Based on the abovementioned preclinical and clinical findings, one may have predicted that mAbs targeting immunological checkpoints would be particularly efficient in CRC patients. However, neither the blockade of CTLA4 (with ipilimumab/Yervoy™) nor that of the PD-1/PD-L1 axis (with nivolumab/Opdivo™ or pembrolizumab/Keytruda™) has conferred any major clinical benefits to patients bearing mismatch repair-proficient CRC.16-20 Rather, only mismatch repair-proficient MSI+ CRC lesions (which generally display an abundant immune infiltrate) are likely to respond to pembrolizumab.2 The etiology of mismatch repair-deficient MSI+ CRCs is very different from that of their mismatch repair-proficient MSI- counterparts. In particular, only the former are prone to accumulate somatic mutations, and this may significantly increase their immunogenicity (and hence explain their sensitivity to pembrolizumab, at least in part). Of note, other cytological events may lead to genomic instability, including tetraploidization. Supporting an etiological relationship between the amount of somatic mutations and immunogenicity, tetraploidization has also been shown to elicit immunosurveillance mechanisms (although it does not cause MSI).21,22

What might be the reason(s) why checkpoint blockers are not efficient in subjects with MSI- CRC? There are several speculative answers to this question.

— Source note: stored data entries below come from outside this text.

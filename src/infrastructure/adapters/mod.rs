//! Infrastructure Adapters
//!
//! 六边形架构的适配器实现

pub mod llm;
pub mod storage;
pub mod stt;
pub mod tts;

pub use llm::*;
pub use storage::*;
pub use stt::*;
pub use tts::*;
//! Query Handlers 实现
//!
//! 所有 QueryHandler 的具体实现

mod audio_handlers;
mod conversation_handlers;

pub use audio_handlers::*;
pub use conversation_handlers::*;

First, in CRC lesions that are massively infiltrated by effector memory T cell, immunological checkpoints might be intrinsically inactive. In such a scenario, the exogenous administration of checkpoint blockers would simply be useless. Second, CRC lesions with limited T-cell infiltration may not respond to checkpoint blockers because they cannot be properly invaded, recognized or eliminated by the cellular immune system. This may reflect the antigenic properties of malignant cells, their inability to dispatch immunostimulatory danger signals in the course of oncogenic and/or chemotherapeutic stress, or the activation of yet to be discovered immunological checkpoints that actively suppress immunosurveillance against CRC.

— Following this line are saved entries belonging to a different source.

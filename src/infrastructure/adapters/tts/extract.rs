//! Response Extraction - 响应字段提取
//!
//! 合成服务的响应结构不稳定，同一个值可能出现在不同的嵌套层级。
//! 每个值对应一组按优先级排列的 JSON 路径，取第一个命中的结果。

use serde_json::Value;

use crate::domain::synthesis::{JobHandle, PollResult};

/// 终止状态
pub const DONE_STATUS: &str = "done";

/// JSON 字段路径
#[derive(Debug, Clone, Copy, PartialEq, Eq)]
pub struct JsonPath(pub &'static [&'static str]);

impl JsonPath {
    pub fn lookup<'a>(&self, body: &'a Value) -> Option<&'a Value> {
        self.0.iter().try_fold(body, |node, key| node.get(*key))
    }

    /// 非空字符串值
    pub fn lookup_str<'a>(&self, body: &'a Value) -> Option<&'a str> {
        self.lookup(body)
            .and_then(Value::as_str)
            .filter(|s| !s.is_empty())
    }

    pub fn dotted(&self) -> String {
        self.0.join(".")
    }
}

/// 有序提取策略
#[derive(Debug, Clone, Copy)]
pub struct ExtractionChain {
    paths: &'static [JsonPath],
}

impl ExtractionChain {
    pub const fn new(paths: &'static [JsonPath]) -> Self {
        Self { paths }
    }

    pub fn paths(&self) -> &'static [JsonPath] {
        self.paths
    }

    /// 返回第一个命中的路径和值
    pub fn first<'a>(&self, body: &'a Value) -> Option<(JsonPath, &'a str)> {
        self.paths
            .iter()
            .find_map(|path| path.lookup_str(body).map(|value| (*path, value)))
    }

    /// 任一路径的值等于 `expected`
    pub fn any_equals(&self, body: &Value, expected: &str) -> bool {
        self.paths
            .iter()
            .any(|path| path.lookup_str(body) == Some(expected))
    }
}

/// 状态轮询 URL: `result.speak_v2_url` 优先于 `result.speak_url`
pub const SPEAK_URL: ExtractionChain = ExtractionChain::new(&[
    JsonPath(&["result", "speak_v2_url"]),
    JsonPath(&["result", "speak_url"]),
]);

/// 任务状态: 顶层 `status` 或 `result.status`
pub const JOB_STATUS: ExtractionChain =
    ExtractionChain::new(&[JsonPath(&["status"]), JsonPath(&["result", "status"])]);

/// 音频下载地址: `result.audio_download_url` 优先于顶层 `audio_download_url`
pub const AUDIO_DOWNLOAD_URL: ExtractionChain = ExtractionChain::new(&[
    JsonPath(&["result", "audio_download_url"]),
    JsonPath(&["audio_download_url"]),
]);

/// 从提交响应中提取任务句柄
pub fn extract_handle(body: &Value) -> Option<JobHandle> {
    SPEAK_URL.first(body).map(|(path, url)| {
        tracing::debug!(path = %path.dotted(), "Speak URL resolved");
        JobHandle::new(url)
    })
}

/// 判断轮询响应
///
/// 任一状态字段为 "done" 即终止；其余情况（字段缺失、其他值）都视为未完成。
/// 无法解析的响应体返回 Malformed，调用方按未完成处理。
pub fn classify_poll_body(body: &[u8]) -> PollResult {
    let value: Value = match serde_json::from_slice(body) {
        Ok(v) => v,
        Err(_) => return PollResult::Malformed,
    };

    if JOB_STATUS.any_equals(&value, DONE_STATUS) {
        PollResult::Done {
            audio_url: AUDIO_DOWNLOAD_URL
                .first(&value)
                .map(|(_, url)| url.to_string()),
        }
    } else {
        PollResult::Pending
    }
}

Further preclinical and clinical studies are warranted to understand which among the aforementioned (and mutually non-exclusive) possibilities apply. Is immunosurveillance against CRC controlled by novel immunological checkpoints that are not regulated by CTLA4 and the PD-1/PD-L1 axis? Is it necessary to combine clinically approved checkpoint blockers with additional immunotherapeutic measures including immunostimulatory compounds,23,24 therapeutic vaccines,25 or immunogenic cell death inducers?26-28 Is it a requirement to intervene on the gut microbiota, which shapes the local tumor microenvironment, to reinstate failed immunosurveillance?29 Patients with MSI- CRC are impatiently awaiting answers to these questions.

Disclosure of Potential Conflicts of Interest

No potential conflicts of interest were disclosed.